Here are some of Kawasaki's smartest tactics.

1. Make a human connection with the audience.

This is a great thing to do if you're famous, but it's smart to do it even if you're not. The speaker/audience paradigm automatically creates an invisible wall between you and the people you're speaking to. Anything you can do to break down that wall will engage your audience and make them more interested in what you have to say.

So Kawasaki begins by admitting that he went to Berkeley rival Stanford--but at least he has a son at the University of California. Then he tells a self-deprecating joke in which he asks his wife whether in her wildest dreams she thought he'd be presenting to this audience. "Honey," she answers, "you're not in my wildest dreams."

2. Say something the audience is secretly thinking.

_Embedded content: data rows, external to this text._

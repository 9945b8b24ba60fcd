#[cfg(feature = "serde")]
use std::path::Path;

#[cfg(feature = "serde")]
use anyhow::{Context, Result};

/// Thresholds of the validation pipeline.
///
/// Every field has a default, so a TOML file only needs to list the values it
/// overrides.
#[derive(Debug, Clone, PartialEq)]
#[cfg_attr(feature = "serde", derive(serde::Deserialize, serde::Serialize))]
pub struct ValidationConfig {
    /// Maximum age of a surface, in seconds.
    #[cfg_attr(feature = "serde", serde(default = "default_max_age_secs"))]
    pub max_age_secs: i64,

    /// Longest tenor accepted, in days.
    #[cfg_attr(feature = "serde", serde(default = "default_max_tenor_days"))]
    pub max_tenor_days: i64,

    /// Forex surfaces must quote a tenor at or below this many days.
    #[cfg_attr(feature = "serde", serde(default = "default_max_forex_short_tenor_days"))]
    pub max_forex_short_tenor_days: i64,

    /// Largest allowed distance between adjacent smile coordinates.
    #[cfg_attr(feature = "serde", serde(default = "default_max_smile_point_gap"))]
    pub max_smile_point_gap: f64,

    #[cfg_attr(feature = "serde", serde(default))]
    pub min_vol: f64,

    #[cfg_attr(feature = "serde", serde(default = "default_max_vol"))]
    pub max_vol: f64,

    /// Largest move between adjacent smile volatilities, relative to the
    /// volatility at the lower coordinate.
    #[cfg_attr(feature = "serde", serde(default = "default_max_relative_smile_jump"))]
    pub max_relative_smile_jump: f64,

    /// Tenors at or below this many days get `short_tenor_extra_allowance`.
    #[cfg_attr(feature = "serde", serde(default = "default_short_tenor_days"))]
    pub short_tenor_days: i64,

    #[cfg_attr(feature = "serde", serde(default = "default_short_tenor_extra_allowance"))]
    pub short_tenor_extra_allowance: f64,

    /// An unchanged surface whose predecessor is older than this is stale.
    #[cfg_attr(feature = "serde", serde(default = "default_stale_after_secs"))]
    pub stale_after_secs: i64,

    /// Absolute volatility move tolerated between consecutive surfaces.
    #[cfg_attr(feature = "serde", serde(default = "default_max_vol_jump_abs"))]
    pub max_vol_jump_abs: f64,

    /// Nominal spot used to turn smile points into strikes.
    #[cfg_attr(feature = "serde", serde(default = "default_admissibility_spot"))]
    pub admissibility_spot: f64,
}

impl Default for ValidationConfig {
    fn default() -> Self {
        Self {
            max_age_secs: default_max_age_secs(),
            max_tenor_days: default_max_tenor_days(),
            max_forex_short_tenor_days: default_max_forex_short_tenor_days(),
            max_smile_point_gap: default_max_smile_point_gap(),
            min_vol: 0.0,
            max_vol: default_max_vol(),
            max_relative_smile_jump: default_max_relative_smile_jump(),
            short_tenor_days: default_short_tenor_days(),
            short_tenor_extra_allowance: default_short_tenor_extra_allowance(),
            stale_after_secs: default_stale_after_secs(),
            max_vol_jump_abs: default_max_vol_jump_abs(),
            admissibility_spot: default_admissibility_spot(),
        }
    }
}

impl ValidationConfig {
    /// Thresholds used for live trading.
    pub fn production() -> Self {
        Self::default()
    }

    /// Looser limits for research on historical or illiquid surfaces.
    pub fn lenient() -> Self {
        Self {
            max_age_secs: i64::MAX,
            max_tenor_days: 3 * 365,
            max_forex_short_tenor_days: 31,
            max_smile_point_gap: 50.0,
            max_relative_smile_jump: 1.0,
            short_tenor_extra_allowance: 0.5,
            max_vol_jump_abs: 0.10,
            ..Self::default()
        }
    }

    /// Relative smile jump allowed for a tenor of `days`.
    pub fn smile_jump_allowance(&self, days: i64) -> f64 {
        if days <= self.short_tenor_days {
            self.max_relative_smile_jump + self.short_tenor_extra_allowance
        } else {
            self.max_relative_smile_jump
        }
    }

    #[cfg(feature = "serde")]
    pub fn from_toml_str(text: &str) -> Result<Self> {
        toml::from_str(text).context("invalid validation config")
    }

    #[cfg(feature = "serde")]
    pub fn from_file(path: impl AsRef<Path>) -> Result<Self> {
        let path = path.as_ref();
        let text = std::fs::read_to_string(path)
            .with_context(|| format!("reading validation config {}", path.display()))?;
        Self::from_toml_str(&text)
    }
}

fn default_max_age_secs() -> i64 {
    4 * 3600
}

fn default_max_tenor_days() -> i64 {
    380
}

fn default_max_forex_short_tenor_days() -> i64 {
    7
}

fn default_max_smile_point_gap() -> f64 {
    30.0
}

fn default_max_vol() -> f64 {
    5.0
}

fn default_max_relative_smile_jump() -> f64 {
    0.4
}

fn default_short_tenor_days() -> i64 {
    7
}

fn default_short_tenor_extra_allowance() -> f64 {
    0.2
}

fn default_stale_after_secs() -> i64 {
    15_000
}

fn default_max_vol_jump_abs() -> f64 {
    0.03
}

fn default_admissibility_spot() -> f64 {
    100.0
}
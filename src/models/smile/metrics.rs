use anyhow::Result;

use crate::error::SurfaceError;
use crate::market::{Smile, SmilePoint};

/// ATM level with risk reversal and butterfly quotes of a delta smile.
#[derive(Debug, Clone, Copy, PartialEq)]
#[cfg_attr(feature = "serde", derive(serde::Serialize, serde::Deserialize))]
pub struct RrBf {
    pub atm: f64,
    pub rr_25: f64,
    pub bf_25: f64,
    /// Present when both 10 and 90 are quoted.
    pub rr_10: Option<f64>,
    pub bf_10: Option<f64>,
}

/// Risk reversal and butterfly for the symmetric pair `(call, put)`.
fn pair_metrics(smile: &Smile, call: f64, put: f64, atm: f64) -> Option<(f64, f64)> {
    let call_vol = smile.get(&SmilePoint(call))?;
    let put_vol = smile.get(&SmilePoint(put))?;
    let rr = call_vol - put_vol;
    let bf = (call_vol + put_vol) / 2.0 - atm;
    Some((rr, bf))
}

/// `RR_25 = vol[25] - vol[75]`, `BF_25 = (vol[25] + vol[75]) / 2 - vol[50]`,
/// with 10/90 variants when quoted.
pub fn rr_bf_for_smile(smile: &Smile) -> Result<RrBf> {
    let atm = *smile
        .get(&SmilePoint(50.0))
        .ok_or_else(|| SurfaceError::input("smile has no 50 point"))?;
    let (rr_25, bf_25) = pair_metrics(smile, 25.0, 75.0, atm)
        .ok_or_else(|| SurfaceError::input("smile needs both 25 and 75 points"))?;
    let ten = pair_metrics(smile, 10.0, 90.0, atm);

    Ok(RrBf {
        atm,
        rr_25,
        bf_25,
        rr_10: ten.map(|(rr, _)| rr),
        bf_10: ten.map(|(_, bf)| bf),
    })
}

#[cfg(test)]
mod tests {
    use super::*;
    use crate::market::smile_from_pairs;
    use approx::assert_abs_diff_eq;

    #[test]
    fn twenty_five_delta_metrics() {
        let smile = smile_from_pairs(&[(25.0, 0.2), (50.0, 0.4), (75.0, 0.7)]);
        let m = rr_bf_for_smile(&smile).unwrap();
        assert_abs_diff_eq!(m.atm, 0.4);
        assert_abs_diff_eq!(m.rr_25, -0.5, epsilon = 1e-12);
        assert_abs_diff_eq!(m.bf_25, 0.05, epsilon = 1e-12);
        assert!(m.rr_10.is_none());
        assert!(m.bf_10.is_none());
    }

    #[test]
    fn ten_delta_metrics_when_quoted() {
        let smile = smile_from_pairs(&[
            (10.0, 0.30),
            (25.0, 0.26),
            (50.0, 0.24),
            (75.0, 0.25),
            (90.0, 0.28),
        ]);
        let m = rr_bf_for_smile(&smile).unwrap();
        assert_abs_diff_eq!(m.rr_10.unwrap(), 0.02, epsilon = 1e-12);
        assert_abs_diff_eq!(m.bf_10.unwrap(), 0.05, epsilon = 1e-12);
    }

    #[test]
    fn missing_wings_are_rejected() {
        let smile = smile_from_pairs(&[(25.0, 0.2), (50.0, 0.4)]);
        assert!(rr_bf_for_smile(&smile).is_err());
        let smile = smile_from_pairs(&[(25.0, 0.2), (75.0, 0.4)]);
        assert!(rr_bf_for_smile(&smile).is_err());
    }
}
use chrono::{Offset, TimeZone, Utc};
use chrono_tz::America::New_York;
use dashmap::DashMap;
use log::trace;

/// New York standard-time offset, used only if an instant cannot be
/// represented by chrono.
const NY_STANDARD_OFFSET_HOURS: i32 = -5;

const SECONDS_PER_HOUR: i64 = 3600;

/// Hour-granularity cache of the America/New_York offset from GMT.
///
/// Keys are `epoch / 3600`. DST transitions happen on whole UTC hours, so a
/// single lookup is valid for the entire hour. The map is bounded: once
/// `capacity` entries are held it is cleared before the next insert.
/// Concurrent misses on the same key compute identical values.
#[derive(Debug)]
pub struct NyOffsetCache {
    offsets: DashMap<i64, i32>,
    capacity: usize,
}

impl NyOffsetCache {
    /// Two years of hourly keys.
    pub const DEFAULT_CAPACITY: usize = 2 * 366 * 24;

    pub fn new() -> Self {
        Self::with_capacity(Self::DEFAULT_CAPACITY)
    }

    pub fn with_capacity(capacity: usize) -> Self {
        Self {
            offsets: DashMap::new(),
            capacity: capacity.max(1),
        }
    }

    /// Signed hour offset of New York from GMT at `epoch` (e.g. -4 in summer).
    pub fn offset_hours(&self, epoch: i64) -> i32 {
        let key = epoch.div_euclid(SECONDS_PER_HOUR);
        if let Some(cached) = self.offsets.get(&key) {
            return *cached;
        }

        let offset = compute_offset_hours(key * SECONDS_PER_HOUR);
        trace!("NY offset cache miss for hour {key}: {offset}h");
        if self.offsets.len() >= self.capacity {
            self.offsets.clear();
        }
        self.offsets.insert(key, offset);
        offset
    }

    pub fn len(&self) -> usize {
        self.offsets.len()
    }

    pub fn is_empty(&self) -> bool {
        self.offsets.is_empty()
    }
}

impl Default for NyOffsetCache {
    fn default() -> Self {
        Self::new()
    }
}

fn compute_offset_hours(epoch: i64) -> i32 {
    match Utc.timestamp_opt(epoch, 0).single() {
        Some(instant) => {
            New_York
                .offset_from_utc_datetime(&instant.naive_utc())
                .fix()
                .local_minus_utc()
                / 3600
        }
        None => NY_STANDARD_OFFSET_HOURS,
    }
}
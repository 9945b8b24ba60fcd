//! Time-weighted variance table built from the raw tenor quotes.

use std::collections::BTreeMap;
use std::ops::Bound::{Excluded, Unbounded};
use std::sync::Arc;

use anyhow::Result;
use chrono::{DateTime, Utc};
use log::debug;

use super::weight::{weight_between, WeightFunction};
use crate::dates::{EffectiveDateCalculator, SECONDS_PER_DAY};
use crate::error::SurfaceError;
use crate::market::{PointVariances, RawSurface, SmilePoint};

/// Hour (NY) to which tenor expiries are anchored.
const EXPIRY_ANCHOR_HOUR_NY: i64 = 10;

/// Epoch seconds to cumulative variance per smile point.
///
/// Variance is `vol² × days` with time measured from the recorded timestamp.
#[derive(Debug, Clone, Default, PartialEq)]
pub struct VarianceTable {
    entries: BTreeMap<i64, PointVariances>,
}

impl VarianceTable {
    pub fn get(&self, epoch: i64) -> Option<&PointVariances> {
        self.entries.get(&epoch)
    }

    /// Table keys, strictly increasing.
    pub fn keys(&self) -> impl Iterator<Item = i64> + '_ {
        self.entries.keys().copied()
    }

    pub fn iter(&self) -> impl Iterator<Item = (i64, &PointVariances)> {
        self.entries.iter().map(|(k, v)| (*k, v))
    }

    pub fn len(&self) -> usize {
        self.entries.len()
    }

    pub fn is_empty(&self) -> bool {
        self.entries.is_empty()
    }

    /// Nearest key strictly below and strictly above `epoch`.
    fn bracket(&self, epoch: i64) -> Option<((i64, &PointVariances), (i64, &PointVariances))> {
        let low = self.entries.range(..epoch).next_back()?;
        let high = self.entries.range((Excluded(epoch), Unbounded)).next()?;
        Some(((*low.0, low.1), (*high.0, high.1)))
    }
}

/// Variance term structure of one surface.
#[derive(Debug, Clone)]
pub struct VarianceTermStructure {
    table: VarianceTable,
    /// Key of each tenor with smile data.
    expiries: BTreeMap<i64, i64>,
    weights: Arc<dyn WeightFunction>,
}

impl VarianceTermStructure {
    /// Expiry epoch of `days` for a surface whose effective date is `effective`.
    ///
    /// Expiries sit at the provider's 10:00 NY cut on the tenor's day.
    pub fn expiry_epoch(
        calendar: &EffectiveDateCalculator,
        effective: DateTime<Utc>,
        days: i64,
    ) -> i64 {
        let eff_epoch = effective.timestamp();
        let offset = i64::from(calendar.ny_offset_hours_at(eff_epoch));
        let seconds_after_midnight =
            (eff_epoch + (EXPIRY_ANCHOR_HOUR_NY - offset) * 3600).rem_euclid(SECONDS_PER_DAY);
        eff_epoch + seconds_after_midnight + days * SECONDS_PER_DAY
    }

    pub fn build(
        raw: &RawSurface,
        recorded: DateTime<Utc>,
        effective: DateTime<Utc>,
        calendar: &EffectiveDateCalculator,
        weights: Arc<dyn WeightFunction>,
    ) -> Self {
        let recorded_epoch = recorded.timestamp();
        let mut entries: BTreeMap<i64, PointVariances> = BTreeMap::new();
        let mut expiries = BTreeMap::new();
        let mut all_points: Vec<SmilePoint> = Vec::new();

        for (days, smile) in raw.smiles() {
            let key = Self::expiry_epoch(calendar, effective, days);
            let duration_days = (key - recorded_epoch) as f64 / SECONDS_PER_DAY as f64;
            let variances: PointVariances = smile
                .iter()
                .map(|(point, vol)| (*point, vol * vol * duration_days))
                .collect();
            all_points.extend(smile.keys().copied());
            entries.insert(key, variances);
            expiries.insert(days, key);
        }

        // Zero-time boundary at the recorded instant.
        let zero: PointVariances = all_points.into_iter().map(|p| (p, 0.0)).collect();
        entries.insert(recorded_epoch, zero);

        debug!(
            "built variance table with {} entries from {} tenors",
            entries.len(),
            expiries.len()
        );

        Self {
            table: VarianceTable { entries },
            expiries,
            weights,
        }
    }

    pub fn table(&self) -> &VarianceTable {
        &self.table
    }

    /// Table key of the tenor `days`, if it carries smile data.
    pub fn expiry_for(&self, days: i64) -> Option<i64> {
        self.expiries.get(&days).copied()
    }

    /// `(tenor days, expiry epoch)` in increasing tenor order.
    pub fn expiries(&self) -> impl Iterator<Item = (i64, i64)> + '_ {
        self.expiries.iter().map(|(d, e)| (*d, *e))
    }

    pub fn weights(&self) -> &Arc<dyn WeightFunction> {
        &self.weights
    }

    /// Weighted days between two epochs.
    pub fn weight(&self, from: i64, to: i64) -> Result<f64> {
        weight_between(self.weights.as_ref(), from, to)
    }

    /// Variance per smile point at `epoch`.
    ///
    /// Exact table keys are returned as stored. Other instants are
    /// interpolated linearly in weighted time between the nearest keys below
    /// and above; instants outside the table fail.
    pub fn variances_at(&self, epoch: i64) -> Result<PointVariances> {
        if let Some(exact) = self.table.get(epoch) {
            return Ok(exact.clone());
        }
        if self.table.len() < 2 {
            return Err(SurfaceError::term_structure(format!(
                "{} variance entries, need at least 2",
                self.table.len()
            ))
            .into());
        }
        let ((low_key, low), (high_key, high)) = self.table.bracket(epoch).ok_or_else(|| {
            SurfaceError::term_structure(format!(
                "epoch {epoch} is outside the variance table"
            ))
        })?;

        let w1 = self.weight(low_key, epoch)?;
        let w2 = w1 + self.weight(epoch, high_key)?;
        let (w1, w2) = if w2 > 0.0 {
            (w1, w2)
        } else {
            // Nothing weighs anything in this window: fall back to calendar time.
            ((epoch - low_key) as f64, (high_key - low_key) as f64)
        };

        Ok(low
            .iter()
            .filter_map(|(point, v_low)| {
                high.get(point)
                    .map(|v_high| (*point, v_low + (v_high - v_low) / w2 * w1))
            })
            .collect())
    }
}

If you can do this, it will capture your audience's attention like nothing else can. Kawasaki does it in the first couple of minutes. "I've seen so many high-tech speakers, and most high-tech speakers suck," he says. "So I figured out early in my career that if you use a top 10 format, the audience can track your progress through your speech so if they think you suck, they'll know about how much longer you'll suck."

3. Use a list.

As you may have noticed, we at Inc.com are rather fond of the list format. There's a reason for that, beyond what Kawasaki says about sucking. Lists make information easy to absorb, easy to share, and perhaps easier to remember. They alert the audience that they will be getting practical information in digestible chunks, not grand concepts.

4. Make it simple.

Most of Kawasaki's innovation advice is masterful in its simplicity. Aim to make meaning, not money. Have a mantra, not a mission statement. It is, of course, deceptively difficult to come up with statements as powerfully simple as these. But if you can do it, you will engage your audience's minds very quickly. And they may actually learn something.

5. Be irreverent.

There's a line between irreverent and disrespectful. An American speaker in the U.K. mocking the queen is disrespectful. John Lennon's request at a Royal Variety Performance in 1963 that the people in the cheaper seats clap their hands and the rest "just rattle your jewelry" was an exquisite piece of irreverence that's been quoted for over 50 years. Stay on the right side of the line, and a little bit of irreverence will put the audience at ease and get them liking and listening to you.

One key to irreverence is to poke holes in sacred cows, especially ones you've been involved with. So when Kawasaki says he believes in God because that's the only explanation for Apple's continued survival, the TEDx audience laughs appreciatively. And he has them just a little more on his side.